We previously blogged on the lawsuit filed by the National Small Business Association (“NSBA”) and one of its individual members, which sought to challenge the constitutionality of the Corporate Transparency Act (“CTA”). Most recently, we analyzed the March 1 decision in that case by the Northern District of Alabama court, finding the CTA to be unconstitutional and enjoining the United States government from enforcing it against the plaintiffs.

The government sought an appeal before the Eleventh Circuit, and last Monday the Treasury Department filed its appellate brief. Before the District Court, the government argued that Congress had authority to enact the CTA under three distinct enumerated powers: (1) oversight of foreign affairs and national security; (2) its Commerce Clause-derived regulatory authority; and (3) its power to tax. The government’s brief on appeal focuses primarily on regulation of commercial activity, and its value as a component of the federal focus on combatting financial crime.

As we previously discussed, the District Court’s Opinion found in part that the CTA was constitutionally defective because it (according to the Court) attempted to regulate the act of incorporation, a purview of the individual States, in the name of national security.  The District Court noted, however, that the CTA presumably would pass constitutional muster were its applicability limited to actual engagement in commercial activity by an incorporating entity (because such a limitation would serve as a “jurisdictional hook” tying the regulation to the flow of interstate commerce).

The government highlights this conclusion as the first of two “principal errors” underpinning the district court’s ruling.

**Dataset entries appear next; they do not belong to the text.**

//! Relay configuration.
//!
//! Loaded from an optional TOML file; every key has a default so an empty file (or no
//! file at all) gives a working relay on `127.0.0.1:8080`.

use std::{path::Path, time::Duration};

use serde::{Deserialize, Serialize};
use thiserror::Error;

use crate::usecase::RelayPolicy;

#[derive(Debug, Error)]
pub enum ConfigError {
    #[error("failed to read config file '{path}': {source}")]
    Read {
        path: String,
        #[source]
        source: std::io::Error,
    },

    #[error("failed to parse config file: {0}")]
    Parse(#[from] toml::de::Error),

    #[error("invalid config: {0}")]
    Invalid(String),
}

#[derive(Debug, Clone, PartialEq, Eq, Serialize, Deserialize)]
#[serde(default)]
pub struct RelayConfig {
    pub host: String,
    pub port: u16,

    /// Record and broadcast a `system` message when a participant disconnects
    pub announce_leave: bool,

    /// Joins of the same client within this window after its join time are not replayed
    pub rejoin_window_ms: i64,

    /// Delay between the `session_end` notice and the forced close of remaining sockets
    pub close_grace_period_ms: u64,

    /// Upper bound on the body of a chat message, in characters
    pub max_message_length: usize,
}

impl Default for RelayConfig {
    fn default() -> Self {
        let policy = RelayPolicy::default();
        Self {
            host: "127.0.0.1".to_string(),
            port: 8080,
            announce_leave: policy.announce_leave,
            rejoin_window_ms: policy.rejoin_window_ms,
            close_grace_period_ms: policy.close_grace_period.as_millis() as u64,
            max_message_length: policy.max_message_length,
        }
    }
}

impl RelayConfig {
    /// Load config from `path`, or return defaults if no path is given
    pub fn load(path: Option<&Path>) -> Result<Self, ConfigError> {
        let Some(path) = path else {
            return Ok(Self::default());
        };
        let content = std::fs::read_to_string(path).map_err(|source| ConfigError::Read {
            path: path.display().to_string(),
            source,
        })?;
        Self::from_toml(&content)
    }

    pub fn from_toml(content: &str) -> Result<Self, ConfigError> {
        let config: RelayConfig = toml::from_str(content)?;
        config.validate()?;
        Ok(config)
    }

    pub fn validate(&self) -> Result<(), ConfigError> {
        if self.rejoin_window_ms < 0 {
            return Err(ConfigError::Invalid(
                "rejoin_window_ms must not be negative".to_string(),
            ));
        }
        if self.max_message_length == 0 {
            return Err(ConfigError::Invalid(
                "max_message_length must be at least 1".to_string(),
            ));
        }
        Ok(())
    }

    pub fn policy(&self) -> RelayPolicy {
        RelayPolicy {
            announce_leave: self.announce_leave,
            rejoin_window_ms: self.rejoin_window_ms,
            close_grace_period: Duration::from_millis(self.close_grace_period_ms),
            max_message_length: self.max_message_length,
        }
    }
}

#[cfg(test)]
mod tests {
    use super::*;

    #[test]
    fn test_empty_file_gives_defaults() {
        // テスト項目: 空の設定ファイルはデフォルト値になる
        // given (前提条件):
        let content = "";

        // when (操作):
        let config = RelayConfig::from_toml(content).unwrap();

        // then (期待する結果):
        assert_eq!(config, RelayConfig::default());
        assert_eq!(config.port, 8080);
        assert_eq!(config.policy(), RelayPolicy::default());
    }

    #[test]
    fn test_partial_file_overrides_given_keys() {
        // テスト項目: 指定したキーだけが上書きされる
        // given (前提条件):
        let content = r#"
            port = 9000
            announce_leave = true
            close_grace_period_ms = 500
        "#;

        // when (操作):
        let config = RelayConfig::from_toml(content).unwrap();

        // then (期待する結果):
        assert_eq!(config.host, "127.0.0.1");
        assert_eq!(config.port, 9000);
        let policy = config.policy();
        assert!(policy.announce_leave);
        assert_eq!(policy.close_grace_period, Duration::from_millis(500));
        assert_eq!(policy.rejoin_window_ms, 1000);
    }

    #[test]
    fn test_invalid_values_are_rejected() {
        // テスト項目: 負の rejoin_window_ms や 0 の max_message_length はエラー
        assert!(matches!(
            RelayConfig::from_toml("rejoin_window_ms = -1"),
            Err(ConfigError::Invalid(_))
        ));
        assert!(matches!(
            RelayConfig::from_toml("max_message_length = 0"),
            Err(ConfigError::Invalid(_))
        ));
    }

    #[test]
    fn test_malformed_toml_is_parse_error() {
        // テスト項目: 型の合わない値はパースエラー
        let result = RelayConfig::from_toml("port = \"eighty\"");
        assert!(matches!(result, Err(ConfigError::Parse(_))));
    }

    #[test]
    fn test_load_without_path_gives_defaults() {
        // テスト項目: パス未指定ならデフォルト値
        assert_eq!(RelayConfig::load(None).unwrap(), RelayConfig::default());
    }
}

It notes that, contra the District Court’s assertion, the CTA does not regulate the act of incorporation: it neither preempts state law on incorporation, nor limits the class of entities that can be incorporated, nor alters the means by which incorporation is accomplished, nor requires incorporation of any entity. Rather, the government argues, the CTA uses incorporation as a proxy for the category of entities that can engage in economic transactions in their own name and thus can potentially be used as vehicles for financial crimes without disclosing their owners.

The government further highlights provisions that cut against the District Court’s finding:

  • that reporting entities must keep FinCEN updated as to their ownership on an ongoing basis, rather than merely upon incorporation (31 U.S.C. Section 5336(b)(1)(D));
  • that domestically-owned “inactive” companies are exempt (31 U.S.C. Section 5336(a)(11)(B)(xxiii)); and
  • that nonprofits, political organizations, and some trusts are also exempt (31 U.S.C. Section 5336(A)(11)(B)(xix).

The government seized on the Court’s admission that the CTA would “pass constitutional muster” if limited to entities actually engaging in commercial activity, arguing that the difference between the Court’s “acceptable” version of the statute and the actual CTA would not be a meaningful one – but also arguing that because incorporated non-exempt entities can engage in commercial activity, their ownership information should be available if and when they do.

The second “principal error” in the District Court’s Opinion, according to the government, was the determination that the CTA is unrelated to the federal aim of curbing financial crime. The District Court deemed the CTA “far from essential” in light of the existence of FinCEN’s 2016 Customer Due Diligence rule (“CDD Rule”), which requires some (but not all) financial institutions to retain beneficial ownership information about some (but not all) entity customers – which the District Court characterized as “nearly identical information” to that required by the CTA.

The government took issue with both the equivalency drawn between the two regulations and the analytical standard to which the Court held the CTA (i.e. whether it was “absolutely necessary” to achieve the government’s desired policy aim).  First, the government noted that the CDD Rule solicited information from only a subset of the entities covered by the CTA – that is, those entities choosing to bank with covered financial institutions – and that information was reported to only those financial institutions and not to the government.  Thus, the beneficial ownership information reported to financial institutions under the CDD Rule is not centralized or immediately available to federal law enforcement. Second, the government noted (citing U.S. v. Comstock, 560 U.S. 126 (2010)) that the Necessary and Proper Clause gives Congress the power to enact statues that are “convenient, or useful” in helping it exercise its authority. And the government pointed to language in the CTA requiring the Treasury Department to rescind some provisions of the CDD Rule and revise others, specifically to harmonize their regulatory provisions (FinCEN has yet to issue these proposed regulations).

As noted supra, the government spent the lion’s share of its word count on Congress’ authority under the Commerce Clause – devoting only a paragraph to the taxing power and a page and a half to foreign policy and national security authority. This focused approach seems designed to hone in on the District Court’s “principal errors” and avoid getting sidetracked, whether in debates on the national security bureaucratic regime or in justifying reliance on taxing authority for what the government concedes is not actually a tax.

With a statutory compliance deadline of January 1, 2025 for existing entities covered by the CTA, and with the CTA already applicable to newly-formed covered entities, time is of the essence in clarifying whether and to whom the CTA should apply going forward. Amicus briefs have been filed, and a joint motion to expedite briefing and oral argument has been granted. The appellees’ response brief is due on May 13, 2024; the government’s reply brief, if any, is due on June 3, 2024.

We will continue to follow developments in this case.